Four miles.
The morning air was chilly, but the sky shone the brilliant blue of peace. My hands squirreled away, tucked in my long-sleeved pumpkin-colored Cool-Max shirt for warmth, I started north on my way to Lincoln Park to visit the marsh pond atop the hillside’s steep slope. I know my hummingbird is well on her way to South America as she was probably just visiting for the day when I saw her, but I still find tranquility in the water and surrounding trees. (I have marked on my BlackBerry the date I saw her so that in 2010, I can visit often, on and around this day in an effort to meet her again.) Up the hill I ran once more, the cement path, a beautiful tapestry weaved with amber pine needles, and the bluff’s huge rocky, crag-like surface cushioned by moss in green and purple-brown. Pine trees resemble huge folded bats, and the foliage that neighbors my feet is starting to turn in colors of red and yellow.
When I reached the pond, I was alone, although I have encountered bird-itionalists and early morning risers who sometimes throw sticks into the pond for which their dogs to retrieve. Not even the ducks were awake even though they usually are ambling to the shore, quite talkative when I arrive as though giving me the news of the night’s events over coffee. But even when I am the only human, rarely is my run silent, which is one of the reasons I discarded my headphones years ago. Today I was surprised to see two chattering red-winged blackbirds flying around, landing on the intricately intertwined tangle of cattails and sedges that never seem to bend under their perch. The aspens’ leaves continued twittering in the slight breeze, but what has captured my attention over the past week or so are the grasshoppers.
I have listened to the brown grasshoppers by the small cattail-padded marsh, Hazel’s Creek, two-ish miles south, clacking as they jump and fly sounding like a jacket’s zipper closing over large teeth, the sound of which I associate alongside the whishing and whooshing of tall dried grasses in a hot late-summer wind. I’ve seen them along boulevards that wind past undeveloped lots, and at Lincoln Park’s “track” pond. Grasshoppers are not unfamiliar to me, having grown up in the boonies of Kentucky, but I decided to give a closer inspection to this critter, so down I crouched to peer at him on a rock-quilted patch by the water. Startled, I jumped back as he jumped, snapping, opening his wings in flight which were a vivid red color, surprising me as I had expected to see the bright splash of yellow in his expanded wings. (I wanted to know the names of these creatures, so I later consulted the Kaufman Field Guide to Insects of North America and the internet, but I am still only guessing when I write that I think they are the speckled rangeland grasshopper and the northern green-striped grasshopper.)
Running back through the trees, their rounded crowns of foliage and branches mirror those huge juicy tomatoes ripening in their gradient colors of green to red. After Spring and early Summer, the twigs’ upward growth halted in order to reroute the trees' use of light to thicken the trunk in support of the branch scaffolding that reaches for the Sun. Past still more colors, I again reflected on Autumn’s march to Winter, steady like the driving 7/8 beat of a song.

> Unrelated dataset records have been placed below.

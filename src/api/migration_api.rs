// ==========================================
// ERP 数据迁移系统 - 迁移会话API
// ==========================================
// 职责: 封装迁移会话编排（协作方的唯一入口）
// 协作方: 摄取器（建会话/灌台账）、规则引擎（写回校验结果）、
//         操作员界面（分页/修复/排除/映射建议）、导入器（盖章/完成/失败）
// 红线: 计数器由台账重算写回，本层不做任何增量维护
// ==========================================

use crate::api::error::{ApiError, ApiResult};
use crate::config::ConfigManager;
use crate::domain::mapping::{AutoMappingResult, SourceColumn};
use crate::domain::types::{EntityType, RecordStatus, SessionStatus, SourceType};
use crate::domain::{MigrationSession, ValidationRecord, USER_ACTION_SKIP};
use crate::engine::{
    BuiltinCatalog, ImportProgress, MappingEngine, ProgressEstimator, TargetFieldCatalog,
};
use crate::repository::{
    SessionRepository, ValidationLedgerRepository, ValidationLedgerRepositoryImpl, ValidationPage,
};
use chrono::{Duration, Utc};
use rusqlite::Connection;
use std::sync::{Arc, Mutex};
use uuid::Uuid;

// ==========================================
// MigrationApi - 迁移会话API
// ==========================================
pub struct MigrationApi {
    session_repo: SessionRepository,
    ledger: ValidationLedgerRepositoryImpl,
    config: ConfigManager,
    mapping_engine: MappingEngine,
    catalog: Box<dyn TargetFieldCatalog>,
}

As I write this, pencil in my right hand, my left fingers the heavy Tree-of-Life pendant that hangs from my neck on its twisting-and-turning silver chain, reminding me that I, too, can stand strong through the twisting and turning of seasons with grace and compassion, as I do every year. Yes, at times, my leaves are exuberant and new, taking in Sun’s light like the sunflower for its garden. At other times, though, like after Autumn, a harbinger of Winter’s storms during its time of harvest, and throughout Winter’s preparation for rebirth (their Magic equal in value to the aromatic Magic of Spring and Summer), I am also a tree stripped of its leaves. Even so, I know I can stand tall and confident, trust my own steady roots, for they have also grown thick, strong and deep from the drifts of previous winters.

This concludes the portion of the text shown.